## What you are asked to do
From the data below, retype exactly the lines starting with the one that contains "filename src/store/timesheet.rs" and ending with the one that contains "replaces everything that", both included.

□ □ □ □ □

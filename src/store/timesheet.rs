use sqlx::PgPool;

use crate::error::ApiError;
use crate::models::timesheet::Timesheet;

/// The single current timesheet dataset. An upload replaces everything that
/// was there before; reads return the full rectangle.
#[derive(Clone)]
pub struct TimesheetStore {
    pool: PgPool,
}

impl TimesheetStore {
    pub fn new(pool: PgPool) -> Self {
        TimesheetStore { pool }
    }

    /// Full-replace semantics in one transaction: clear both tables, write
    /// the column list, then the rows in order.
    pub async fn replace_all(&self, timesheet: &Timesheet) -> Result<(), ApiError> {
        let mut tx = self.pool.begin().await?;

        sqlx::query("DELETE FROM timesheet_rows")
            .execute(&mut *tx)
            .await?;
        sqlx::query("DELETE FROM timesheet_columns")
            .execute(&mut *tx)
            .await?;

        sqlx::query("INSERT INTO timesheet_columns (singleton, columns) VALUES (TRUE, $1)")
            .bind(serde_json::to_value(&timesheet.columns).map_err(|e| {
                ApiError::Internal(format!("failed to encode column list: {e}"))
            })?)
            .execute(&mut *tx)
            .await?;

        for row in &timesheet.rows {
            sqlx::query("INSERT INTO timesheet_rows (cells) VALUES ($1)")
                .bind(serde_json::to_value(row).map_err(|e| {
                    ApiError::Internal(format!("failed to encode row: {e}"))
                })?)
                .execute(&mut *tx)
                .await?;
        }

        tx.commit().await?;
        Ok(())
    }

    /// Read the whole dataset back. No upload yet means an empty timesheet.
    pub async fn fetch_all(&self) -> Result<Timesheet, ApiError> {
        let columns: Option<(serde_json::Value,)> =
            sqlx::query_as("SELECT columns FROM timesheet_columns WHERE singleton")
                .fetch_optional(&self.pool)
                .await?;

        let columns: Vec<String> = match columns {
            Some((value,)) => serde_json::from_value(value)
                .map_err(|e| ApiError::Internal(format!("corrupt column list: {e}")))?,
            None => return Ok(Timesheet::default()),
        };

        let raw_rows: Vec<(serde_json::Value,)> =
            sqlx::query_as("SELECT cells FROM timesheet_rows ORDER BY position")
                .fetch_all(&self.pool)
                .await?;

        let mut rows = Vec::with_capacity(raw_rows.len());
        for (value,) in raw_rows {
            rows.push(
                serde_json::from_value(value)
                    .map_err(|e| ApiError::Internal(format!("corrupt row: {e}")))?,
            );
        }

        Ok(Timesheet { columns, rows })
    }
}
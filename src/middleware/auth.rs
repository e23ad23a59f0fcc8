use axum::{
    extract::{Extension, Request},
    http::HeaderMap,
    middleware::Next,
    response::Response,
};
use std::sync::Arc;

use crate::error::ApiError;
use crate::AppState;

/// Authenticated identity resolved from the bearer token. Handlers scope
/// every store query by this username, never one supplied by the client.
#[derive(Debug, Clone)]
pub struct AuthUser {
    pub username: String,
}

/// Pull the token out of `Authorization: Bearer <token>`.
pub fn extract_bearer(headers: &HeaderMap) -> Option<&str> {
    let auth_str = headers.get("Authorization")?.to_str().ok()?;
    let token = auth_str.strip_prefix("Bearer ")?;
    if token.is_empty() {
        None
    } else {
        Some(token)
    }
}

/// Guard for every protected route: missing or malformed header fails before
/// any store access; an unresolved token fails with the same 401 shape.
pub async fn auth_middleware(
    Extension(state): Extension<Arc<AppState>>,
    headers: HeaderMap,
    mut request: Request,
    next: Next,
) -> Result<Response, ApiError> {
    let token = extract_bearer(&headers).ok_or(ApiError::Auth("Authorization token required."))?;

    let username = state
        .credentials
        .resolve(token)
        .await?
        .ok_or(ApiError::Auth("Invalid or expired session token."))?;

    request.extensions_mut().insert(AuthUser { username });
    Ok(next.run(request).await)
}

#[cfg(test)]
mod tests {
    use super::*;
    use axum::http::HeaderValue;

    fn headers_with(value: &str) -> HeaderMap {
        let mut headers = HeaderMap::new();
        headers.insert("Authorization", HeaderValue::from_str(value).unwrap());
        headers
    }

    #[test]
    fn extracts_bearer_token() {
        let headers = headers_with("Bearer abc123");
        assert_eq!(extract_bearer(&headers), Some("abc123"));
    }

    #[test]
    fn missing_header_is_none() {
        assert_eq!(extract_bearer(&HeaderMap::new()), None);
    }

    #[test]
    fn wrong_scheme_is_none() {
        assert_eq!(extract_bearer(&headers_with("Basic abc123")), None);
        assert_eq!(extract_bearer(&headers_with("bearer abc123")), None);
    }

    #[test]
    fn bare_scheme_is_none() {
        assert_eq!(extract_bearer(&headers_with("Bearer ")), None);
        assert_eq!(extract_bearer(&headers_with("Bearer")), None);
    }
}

□ □ □ □ □

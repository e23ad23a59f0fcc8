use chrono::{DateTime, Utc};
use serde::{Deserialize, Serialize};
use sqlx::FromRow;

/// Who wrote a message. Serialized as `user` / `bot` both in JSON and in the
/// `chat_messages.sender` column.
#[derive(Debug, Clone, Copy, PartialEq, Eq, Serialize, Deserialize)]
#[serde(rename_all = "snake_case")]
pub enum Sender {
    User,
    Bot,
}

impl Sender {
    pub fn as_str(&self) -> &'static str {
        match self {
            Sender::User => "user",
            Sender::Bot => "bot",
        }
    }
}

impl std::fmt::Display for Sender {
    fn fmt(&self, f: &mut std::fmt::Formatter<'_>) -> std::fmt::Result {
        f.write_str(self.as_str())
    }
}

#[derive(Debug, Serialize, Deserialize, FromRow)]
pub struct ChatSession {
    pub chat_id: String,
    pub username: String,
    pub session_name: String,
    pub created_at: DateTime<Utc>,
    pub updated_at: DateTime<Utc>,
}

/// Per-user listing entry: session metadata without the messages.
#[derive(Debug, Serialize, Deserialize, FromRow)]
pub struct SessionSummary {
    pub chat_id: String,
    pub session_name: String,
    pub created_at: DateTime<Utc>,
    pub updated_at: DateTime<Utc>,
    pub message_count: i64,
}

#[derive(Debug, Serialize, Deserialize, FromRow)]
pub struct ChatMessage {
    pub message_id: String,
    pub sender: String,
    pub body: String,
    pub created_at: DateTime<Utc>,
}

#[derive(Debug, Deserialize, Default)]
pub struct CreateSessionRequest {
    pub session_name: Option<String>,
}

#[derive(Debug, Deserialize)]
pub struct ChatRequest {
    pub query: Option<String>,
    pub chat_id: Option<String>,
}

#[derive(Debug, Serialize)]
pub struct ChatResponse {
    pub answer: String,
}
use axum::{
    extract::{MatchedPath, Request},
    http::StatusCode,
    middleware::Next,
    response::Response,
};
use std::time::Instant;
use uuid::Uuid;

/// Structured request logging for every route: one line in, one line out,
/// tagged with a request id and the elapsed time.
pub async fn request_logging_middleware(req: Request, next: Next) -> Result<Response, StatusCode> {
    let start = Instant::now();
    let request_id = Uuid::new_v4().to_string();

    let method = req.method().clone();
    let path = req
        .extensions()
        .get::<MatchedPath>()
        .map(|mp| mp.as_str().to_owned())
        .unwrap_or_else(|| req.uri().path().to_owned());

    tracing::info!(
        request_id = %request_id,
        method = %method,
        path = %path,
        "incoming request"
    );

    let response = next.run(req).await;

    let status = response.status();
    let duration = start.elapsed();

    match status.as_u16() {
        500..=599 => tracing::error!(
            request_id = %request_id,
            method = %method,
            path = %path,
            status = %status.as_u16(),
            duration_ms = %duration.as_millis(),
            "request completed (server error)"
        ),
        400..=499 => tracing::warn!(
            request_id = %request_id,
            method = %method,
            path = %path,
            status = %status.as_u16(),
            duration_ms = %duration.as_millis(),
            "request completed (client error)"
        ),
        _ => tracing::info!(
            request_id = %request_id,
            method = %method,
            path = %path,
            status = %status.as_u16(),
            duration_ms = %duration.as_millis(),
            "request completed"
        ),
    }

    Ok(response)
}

□ □ □ □ □

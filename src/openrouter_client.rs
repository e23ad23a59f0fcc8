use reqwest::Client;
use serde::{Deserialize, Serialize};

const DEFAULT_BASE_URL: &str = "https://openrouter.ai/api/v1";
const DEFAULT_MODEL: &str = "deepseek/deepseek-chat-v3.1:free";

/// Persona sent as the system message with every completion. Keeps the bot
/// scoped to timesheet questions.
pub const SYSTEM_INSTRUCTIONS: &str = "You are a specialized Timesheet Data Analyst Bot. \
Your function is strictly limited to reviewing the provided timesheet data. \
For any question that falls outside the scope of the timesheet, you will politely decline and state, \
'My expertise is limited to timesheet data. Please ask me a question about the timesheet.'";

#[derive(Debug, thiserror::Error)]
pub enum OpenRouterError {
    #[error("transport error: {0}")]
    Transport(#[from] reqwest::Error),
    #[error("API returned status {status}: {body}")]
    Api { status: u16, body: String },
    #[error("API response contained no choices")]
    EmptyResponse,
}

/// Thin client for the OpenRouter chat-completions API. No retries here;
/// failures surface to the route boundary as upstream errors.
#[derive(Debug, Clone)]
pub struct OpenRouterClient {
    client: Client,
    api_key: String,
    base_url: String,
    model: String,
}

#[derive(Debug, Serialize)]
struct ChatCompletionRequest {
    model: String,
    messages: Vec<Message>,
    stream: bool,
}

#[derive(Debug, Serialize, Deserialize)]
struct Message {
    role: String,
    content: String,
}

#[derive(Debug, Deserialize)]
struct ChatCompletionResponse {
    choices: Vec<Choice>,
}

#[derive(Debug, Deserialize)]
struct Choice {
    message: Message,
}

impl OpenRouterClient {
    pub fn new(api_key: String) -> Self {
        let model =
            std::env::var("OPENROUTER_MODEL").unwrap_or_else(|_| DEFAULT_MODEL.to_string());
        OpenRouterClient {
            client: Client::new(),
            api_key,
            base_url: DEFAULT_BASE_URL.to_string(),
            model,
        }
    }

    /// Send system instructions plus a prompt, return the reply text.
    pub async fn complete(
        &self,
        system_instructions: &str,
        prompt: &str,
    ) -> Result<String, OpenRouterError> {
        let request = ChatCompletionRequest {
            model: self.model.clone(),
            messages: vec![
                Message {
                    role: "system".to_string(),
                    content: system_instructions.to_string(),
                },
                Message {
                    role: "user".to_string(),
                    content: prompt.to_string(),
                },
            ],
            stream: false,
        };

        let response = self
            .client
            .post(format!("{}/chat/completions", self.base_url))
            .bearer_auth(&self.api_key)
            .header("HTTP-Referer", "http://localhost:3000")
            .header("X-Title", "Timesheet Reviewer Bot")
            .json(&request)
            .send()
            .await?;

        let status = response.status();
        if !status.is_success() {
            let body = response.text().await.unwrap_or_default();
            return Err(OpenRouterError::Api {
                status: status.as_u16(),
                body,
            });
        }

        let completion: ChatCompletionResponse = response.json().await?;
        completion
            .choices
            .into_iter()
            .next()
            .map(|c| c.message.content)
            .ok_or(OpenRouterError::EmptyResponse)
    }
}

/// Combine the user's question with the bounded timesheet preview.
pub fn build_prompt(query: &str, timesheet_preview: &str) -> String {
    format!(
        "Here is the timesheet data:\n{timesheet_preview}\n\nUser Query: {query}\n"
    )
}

□ □ □ □ □

## Solution to the problem
filename src/store/timesheet.rs
use sqlx::PgPool;

use crate::error::ApiError;
use crate::models::timesheet::Timesheet;

/// The single current timesheet dataset. An upload replaces everything that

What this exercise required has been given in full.